Em segundo lugar, os governos que adotam políticas surpreendentes e não convencionais não deveriam se surpreender ao ver as moedas de seus países enfraquecerem. A contundente decisão da primeira-ministra britânica Liz Truss de cortar impostos e embarcar em uma onda maciça de empréstimos é um  exemplo disso.

Eu costumava pensar nas combinações de políticas dos países no contexto de quatro alternativas, que eu ilustraria com um diagrama de quatro quadrantes. O quadrado superior esquerdo incluía apenas os países que tinham políticas monetárias e fiscais apertadas. A Suíça, com seu franco, foi o exemplo típico; e o marco alemão pré-União Monetária Europeia (UME) também ficaria frequentemente nesse quadrante (pouco povoado).

O canto superior direito continha países com políticas fiscais rígidas, mas políticas monetárias flexíveis. Nunca houve exemplos persistentes aqui, mas a maioria dos membros do euro pós União Econômica e Monetária (UEM) se qualificaria. Vale lembrar que o euro enfraqueceu durante seus primeiros anos, uma dinâmica que também poderia ser usada para descrever a libra sob a coalizão pré-Brexit do primeiro-ministro David Cameron.

No canto inferior direito estavam moedas de países com políticas fiscais e monetárias incluindo muitas economias de mercados emergentes.
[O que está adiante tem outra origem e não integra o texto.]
//! Shared bus: one transport and its mux state behind a single lock.
//!
//! ```text
//!   Client ─┐
//!   Client ─┼──▶ Arc<Bus> ──▶ Mutex { transport, mux state } ──▶ wire
//!   Client ─┘
//! ```
//!
//! Every client on a physical bus holds the same `Arc<Bus>`.  Each attempt
//! of each transaction takes the lock exactly once and keeps it across the
//! mux select *and* the transaction, so no other client can re-point the
//! mux in between.  Retry sleeps happen outside the lock.

pub mod address;
pub mod client;
pub mod mux;
pub mod set;
pub mod transaction;

use std::sync::{Arc, Mutex, MutexGuard};

use log::{error, info};

use crate::error::Result;
use crate::transport::{ClosedTransport, Transport};
use address::BusAddress;
use mux::MuxState;
use transaction::{Op, Reply};

pub use address::MuxRoute;
pub use client::Client;
pub use set::{Backend, BusSet};
pub use transaction::Transaction;

struct BusInner {
    transport: Box<dyn Transport>,
    mux: MuxState,
    clients: Vec<String>,
}

/// One physical I2C bus shared by every client on it.
pub struct Bus {
    index: u8,
    inner: Mutex<BusInner>,
}

impl Bus {
    pub fn new(index: u8, transport: Box<dyn Transport>) -> Arc<Self> {
        Arc::new(Self {
            index,
            inner: Mutex::new(BusInner {
                transport,
                mux: MuxState::new(),
                clients: Vec::new(),
            }),
        })
    }

    pub fn index(&self) -> u8 {
        self.index
    }

    /// Select the mux channel (if routed) and run `op`, as one critical
    /// section.
    pub(crate) fn transact(&self, address: &BusAddress, op: Op<'_>) -> Result<Reply> {
        let mut guard = self.lock();
        let inner = &mut *guard;
        if let Some(route) = address.mux() {
            mux::select(inner.transport.as_mut(), &mut inner.mux, self.index, route)?;
        }
        op.apply(inner.transport.as_mut(), self.index, address.device())
    }

    /// Snapshot of the channel bytes last written to each mux.
    pub fn mux_state(&self) -> MuxState {
        self.lock().mux.clone()
    }

    /// Names of the clients currently attached.
    pub fn clients(&self) -> Vec<String> {
        self.lock().clients.clone()
    }

    pub(crate) fn attach(&self, name: &str) {
        self.lock().clients.push(name.to_owned());
    }

    pub(crate) fn detach(&self, name: &str) {
        let mut inner = self.lock();
        if let Some(pos) = inner.clients.iter().position(|c| c == name) {
            inner.clients.remove(pos);
        }
    }

    /// Release the transport.  Clients still holding the bus get
    /// non-retryable `Closed` faults from then on.
    pub fn close(&self) {
        let mut inner = self.lock();
        inner.transport.close();
        inner.transport = Box::new(ClosedTransport);
        inner.mux = MuxState::new();
        info!("i2c-{}: closed ({} clients attached)", self.index, inner.clients.len());
    }

    fn lock(&self) -> MutexGuard<'_, BusInner> {
        // Plain data behind the lock; recover from poisoning.
        self.inner.lock().unwrap_or_else(|poisoned| {
            error!("i2c-{}: lock poisoned, recovering", self.index);
            poisoned.into_inner()
        })
    }
}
Um exemplo notório foi o real brasileiro, mas a lira italiana pré UEM também caiu nesse quadrante.

Por fim, o quadrante inferior esquerdo representou uma combinação de políticas monetárias rígidas e fiscais flexíveis. Um bom exemplo foram os EUA da era Reagan, que manteve uma mistura peculiar e instável de políticas fiscais altamente expansivas, política monetária ultra restrita sob o presidente do Fed, Paul Volcker, e um dólar muito forte.

Acontece que os últimos 12 meses da presidência de Joe Biden foram marcados por uma mistura semelhante. O dólar está agora altamente supervalorizado — pelo menos de acordo com os critérios de avaliação padrão — e se deve perguntar quando alguns detentores poderiam começar a vender (lembre-se da regra número três acima). Uma lição final dos meus dias nas trincheiras do mercado de câmbio é sempre ser muito cauteloso ao comprar a visão do consenso, especialmente quando as moedas estão significativamente desalinhadas.
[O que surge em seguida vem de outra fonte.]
//! Per-device transaction client.
//!
//! A driver owns exactly one [`Client`] per chip.  The client knows the
//! chip's [`BusAddress`], holds the shared [`Bus`], and wraps every
//! transaction in the [`RetryPolicy`].  Whether the bus is real silicon or
//! the simulator was decided when the bus was opened; the client cannot
//! tell the difference.

use std::sync::Arc;

use embedded_hal::delay::DelayNs;
use log::{debug, error, info};

use super::address::BusAddress;
use super::transaction::{Reply, Transaction};
use super::Bus;
use crate::adapters::hal::StdDelay;
use crate::error::{BusError, Result};
use crate::retry::{self, RetryPolicy};

pub struct Client {
    name: String,
    address: BusAddress,
    bus: Arc<Bus>,
    policy: RetryPolicy,
    delay: Box<dyn DelayNs + Send>,
}

impl Client {
    /// Attach to `bus` and verify the device answers a one-byte read.
    ///
    /// Fails with [`BusError::Initialization`] wrapping the read or mux
    /// error if the device stays silent after retries.
    pub fn new(
        name: impl Into<String>,
        bus: Arc<Bus>,
        address: BusAddress,
        policy: RetryPolicy,
    ) -> Result<Self> {
        Self::with_delay(name, bus, address, policy, Box::new(StdDelay))
    }

    /// Like [`Client::new`] with a custom backoff delay source.
    pub fn with_delay(
        name: impl Into<String>,
        bus: Arc<Bus>,
        address: BusAddress,
        policy: RetryPolicy,
        delay: Box<dyn DelayNs + Send>,
    ) -> Result<Self> {
        let name = name.into();
        if address.bus() != bus.index() {
            return Err(BusError::Config("address is on a different bus"));
        }

        bus.attach(&name);
        let mut client = Self {
            name,
            address,
            bus,
            policy,
            delay,
        };

        // Dropping `client` on failure detaches it again.
        if let Err(cause) = client.execute(&Transaction::Read(1), true) {
            error!("{}: not detected at {} ({cause})", client.name, client.address);
            return Err(BusError::Initialization {
                name: client.name.clone(),
                cause: Box::new(cause),
            });
        }
        info!("{}: attached at {}", client.name, client.address);
        Ok(client)
    }

    pub fn name(&self) -> &str {
        &self.name
    }

    pub fn address(&self) -> BusAddress {
        self.address
    }

    pub fn policy(&self) -> &RetryPolicy {
        &self.policy
    }

    pub fn bus(&self) -> &Arc<Bus> {
        &self.bus
    }

    /// Run one transaction.  With `retry == false` the first failure is
    /// returned as-is.
    pub fn execute(&mut self, txn: &Transaction<'_>, retry: bool) -> Result<Reply> {
        let op = txn.checked()?;
        let policy = if retry {
            self.policy
        } else {
            RetryPolicy::disabled()
        };
        let bus = &self.bus;
        let address = &self.address;
        debug!("{}: {txn:?} (retry={retry})", self.name);
        retry::retry(&policy, self.delay.as_mut(), || bus.transact(address, op))
    }

    pub fn write(&mut self, bytes: &[u8]) -> Result<()> {
        self.execute(&Transaction::Write(bytes), true).map(drop)
    }

    /// Read exactly `n` bytes.
    pub fn read(&mut self, n: usize) -> Result<Vec<u8>> {
        self.execute(&Transaction::Read(n), true).map(Reply::into_bytes)
    }

    /// Write-then-read of one register.  `register` must be 0-255.
    pub fn read_register(&mut self, register: u16) -> Result<u8> {
        self.execute(&Transaction::ReadRegister(register), true)
            .map(|reply| reply.byte().unwrap_or_default())
    }

    /// `register` and `value` must be 0-255.
    pub fn write_register(&mut self, register: u16, value: u16) -> Result<()> {
        self.execute(&Transaction::WriteRegister(register, value), true)
            .map(drop)
    }

    /// One-shot presence check, no retries.
    pub fn probe(&mut self) -> bool {
        self.execute(&Transaction::Read(1), false).is_ok()
    }
}

impl Drop for Client {
    fn drop(&mut self) {
        self.bus.detach(&self.name);
    }
}

impl core::fmt::Debug for Client {
    fn fmt(&self, f: &mut core::fmt::Formatter<'_>) -> core::fmt::Result {
        f.debug_struct("Client")
            .field("name", &self.name)
            .field("address", &self.address)
            .field("policy", &self.policy)
            .finish_non_exhaustive()
    }
}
Onde tudo isso deixa a libra? Primeiro, está extremamente desvalorizada em relação a um dólar sobrevalorizado. Se você acredita que o Reino Unido, os EUA e outros acabarão por reduzir a inflação em direção à taxa alvo, o cenário já está definido para uma grande reversão. O valor justo da libra em relação ao dólar é provavelmente em torno de US$ 1,40/1,45. Mas é provável que enfraqueça ainda mais até que as forças (em ambos os lados do Atlântico) que a levaram tão longe desse equilíbrio diminuam ou mudem de direção.
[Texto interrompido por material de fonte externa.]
//! Unified error types for the bus core.
//!
//! A single [`BusError`] enum that every layer converts into, so drivers
//! see one taxonomy no matter whether the fault came from the transport,
//! the mux, or argument validation.  Errors are plain data: nothing in
//! this module logs.  The retry loop and the callers log where they
//! catch an error.

use core::fmt;

use embedded_hal::i2c::{ErrorKind, NoAcknowledgeSource};
use serde::{Deserialize, Serialize};

// ---------------------------------------------------------------------------
// Transport-level failures
// ---------------------------------------------------------------------------

/// Why a single transport operation failed, before any bus context is
/// attached.
#[derive(Debug, Clone, Copy, PartialEq, Eq)]
pub enum LinkError {
    /// The I2C controller reported an error.
    Hal(ErrorKind),
    /// A simulated peripheral sits behind a mux that is switched to some
    /// other channel (or was never switched at all).
    ChannelMismatch {
        mux: u8,
        expected: u8,
        actual: Option<u8>,
    },
    /// A simulated peripheral claims a channel the mux does not have.
    NoSuchChannel { mux: u8, channel: u8 },
    /// A simulated register was read before anything wrote it.
    UnsetRegister(u8),
    /// The transport has been closed.
    Closed,
}

impl LinkError {
    /// The device did not acknowledge its address.
    pub const fn no_ack() -> Self {
        Self::Hal(ErrorKind::NoAcknowledge(NoAcknowledgeSource::Address))
    }

    /// Whether another attempt could succeed.
    pub const fn is_transient(self) -> bool {
        !matches!(self, Self::Closed | Self::NoSuchChannel { .. })
    }
}

impl fmt::Display for LinkError {
    fn fmt(&self, f: &mut fmt::Formatter<'_>) -> fmt::Result {
        match self {
            Self::Hal(kind) => write!(f, "{kind}"),
            Self::ChannelMismatch {
                mux,
                expected,
                actual: Some(actual),
            } => write!(
                f,
                "mux 0x{mux:02x} is set to 0x{actual:02x}, expected 0x{expected:02x}"
            ),
            Self::ChannelMismatch {
                mux,
                expected,
                actual: None,
            } => write!(f, "mux 0x{mux:02x} was never set, expected 0x{expected:02x}"),
            Self::NoSuchChannel { mux, channel } => {
                write!(f, "mux 0x{mux:02x} has no channel {channel}")
            }
            Self::UnsetRegister(reg) => write!(f, "register 0x{reg:02x} was never written"),
            Self::Closed => write!(f, "transport closed"),
        }
    }
}

// ---------------------------------------------------------------------------
// Fault classification
// ---------------------------------------------------------------------------

/// Transient fault classes.  The discriminants are bit masks so a set of
/// kinds packs into a [`FaultKinds`] byte.
#[derive(Debug, Clone, Copy, PartialEq, Eq, Hash, Serialize, Deserialize)]
#[serde(rename_all = "lowercase")]
#[repr(u8)]
pub enum FaultKind {
    Read = 0b0000_0001,
    Write = 0b0000_0010,
    Mux = 0b0000_0100,
}

impl FaultKind {
    pub const ALL: [Self; 3] = [Self::Read, Self::Write, Self::Mux];

    /// Return the bitmask for this kind.
    pub const fn mask(self) -> u8 {
        self as u8
    }
}

impl fmt::Display for FaultKind {
    fn fmt(&self, f: &mut fmt::Formatter<'_>) -> fmt::Result {
        match self {
            Self::Read => write!(f, "read"),
            Self::Write => write!(f, "write"),
            Self::Mux => write!(f, "mux"),
        }
    }
}

/// A set of [`FaultKind`]s.  Serialised as a list of kind names.
#[derive(Debug, Clone, Copy, PartialEq, Eq, Hash, Serialize, Deserialize)]
#[serde(from = "Vec<FaultKind>", into = "Vec<FaultKind>")]
pub struct FaultKinds(u8);

impl FaultKinds {
    pub const NONE: Self = Self(0);
    pub const ALL: Self = Self(0b0000_0111);

    pub const fn with(self, kind: FaultKind) -> Self {
        Self(self.0 | kind.mask())
    }

    pub const fn contains(self, kind: FaultKind) -> bool {
        self.0 & kind.mask() != 0
    }

    pub const fn is_empty(self) -> bool {
        self.0 == 0
    }
}

impl Default for FaultKinds {
    fn default() -> Self {
        Self::ALL
    }
}

impl From<Vec<FaultKind>> for FaultKinds {
    fn from(kinds: Vec<FaultKind>) -> Self {
        kinds.into_iter().fold(Self::NONE, Self::with)
    }
}

impl From<FaultKinds> for Vec<FaultKind> {
    fn from(kinds: FaultKinds) -> Self {
        FaultKind::ALL
            .into_iter()
            .filter(|k| kinds.contains(*k))
            .collect()
    }
}

// ---------------------------------------------------------------------------
// Bus errors
// ---------------------------------------------------------------------------

/// A transport failure with the bus, device and register it happened on.
#[derive(Debug, Clone, Copy, PartialEq, Eq)]
pub struct Fault {
    pub bus: u8,
    pub address: u8,
    pub register: Option<u8>,
    pub cause: LinkError,
}

impl fmt::Display for Fault {
    fn fmt(&self, f: &mut fmt::Formatter<'_>) -> fmt::Result {
        write!(f, "i2c-{} 0x{:02x}", self.bus, self.address)?;
        if let Some(reg) = self.register {
            write!(f, " reg 0x{reg:02x}")?;
        }
        write!(f, ": {}", self.cause)
    }
}

/// Every fallible bus operation funnels into this type.
#[derive(Debug, Clone, PartialEq, Eq)]
pub enum BusError {
    /// The device could not be detected when its client was constructed.
    Initialization { name: String, cause: Box<BusError> },
    /// A read (or the read half of a register access) failed.
    Read(Fault),
    /// A write failed.
    Write(Fault),
    /// Selecting the mux channel failed, or a simulated device was reached
    /// through the wrong channel.
    Mux(Fault),
    /// A register address or value does not fit in a byte.  No I/O was
    /// attempted.
    OutOfRange {
        kind: FaultKind,
        field: &'static str,
        value: u16,
    },
    /// Invalid address, channel, or configuration.
    Config(&'static str),
    /// The bus device node could not be opened.
    Open { bus: u8, reason: String },
}

impl BusError {
    /// The transient class of this error, if it has one.
    pub fn fault_kind(&self) -> Option<FaultKind> {
        match self {
            Self::Read(_) => Some(FaultKind::Read),
            Self::Write(_) => Some(FaultKind::Write),
            Self::Mux(_) => Some(FaultKind::Mux),
            _ => None,
        }
    }

    /// The underlying fault for I/O errors.
    pub fn fault(&self) -> Option<&Fault> {
        match self {
            Self::Read(f) | Self::Write(f) | Self::Mux(f) => Some(f),
            Self::Initialization { cause, .. } => cause.fault(),
            _ => None,
        }
    }

    /// Whether another attempt could succeed.  Range, configuration and
    /// initialization errors never are.
    pub fn is_transient(&self) -> bool {
        match self {
            Self::Read(f) | Self::Write(f) | Self::Mux(f) => f.cause.is_transient(),
            _ => false,
        }
    }

    /// Wrap a transport failure according to the operation that hit it.
    /// Channel mismatches are always mux errors.
    pub(crate) fn from_link(kind: FaultKind, fault: Fault) -> Self {
        if matches!(
            fault.cause,
            LinkError::ChannelMismatch { .. } | LinkError::NoSuchChannel { .. }
        ) {
            return Self::Mux(fault);
        }
        match kind {
            FaultKind::Read => Self::Read(fault),
            FaultKind::Write => Self::Write(fault),
            FaultKind::Mux => Self::Mux(fault),
        }
    }
}

impl fmt::Display for BusError {
    fn fmt(&self, f: &mut fmt::Formatter<'_>) -> fmt::Result {
        match self {
            Self::Initialization { name, cause } => {
                write!(f, "{name}: device not detected ({cause})")
            }
            Self::Read(fault) => write!(f, "read failed on {fault}"),
            Self::Write(fault) => write!(f, "write failed on {fault}"),
            Self::Mux(fault) => write!(f, "mux error on {fault}"),
            Self::OutOfRange { kind, field, value } => {
                write!(f, "{kind}: {field} {value} is outside 0-255")
            }
            Self::Config(msg) => write!(f, "config: {msg}"),
            Self::Open { bus, reason } => write!(f, "i2c-{bus}: cannot open ({reason})"),
        }
    }
}

impl std::error::Error for BusError {
    fn source(&self) -> Option<&(dyn std::error::Error + 'static)> {
        match self {
            Self::Initialization { cause, .. } => Some(cause.as_ref()),
            _ => None,
        }
    }
}

// ---------------------------------------------------------------------------
// Convenience Result alias
// ---------------------------------------------------------------------------

/// Crate-wide `Result` alias.
pub type Result<T> = core::result::Result<T, BusError>;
Fundamentalmente, os mercados financeiros agora percebem que o Reino Unido está no quadrante inferior direito — domínio do antigo real brasileiro e da lira italiana. Parte do problema é que até agora o Banco da Inglaterra tem sido relativamente tímido. Embora tenha começado a aumentar as taxas antes de  muitos de seus pares, seus aumentos foram repetidamente mais tímidos do que o esperado, incluindo — ironicamente — no dia anterior a Truss divulgar seu malfadado “mini orçamento”.

Não estou sozinho em acreditar que as taxas de juros de curto prazo no Reino Unido estiveram muito baixas por muito tempo e que o Banco da Inglaterra (BoE) agora terá que acelerar seu ritmo de aperto para 4% a 5%, mesmo que isso signifique que os mutuários devam sofrer. Se conseguir reunir a vontade de fazer isso, os mercados pelo menos podem concluir que o Reino Unido está migrando para o quadrante inferior esquerdo (economia Reagan).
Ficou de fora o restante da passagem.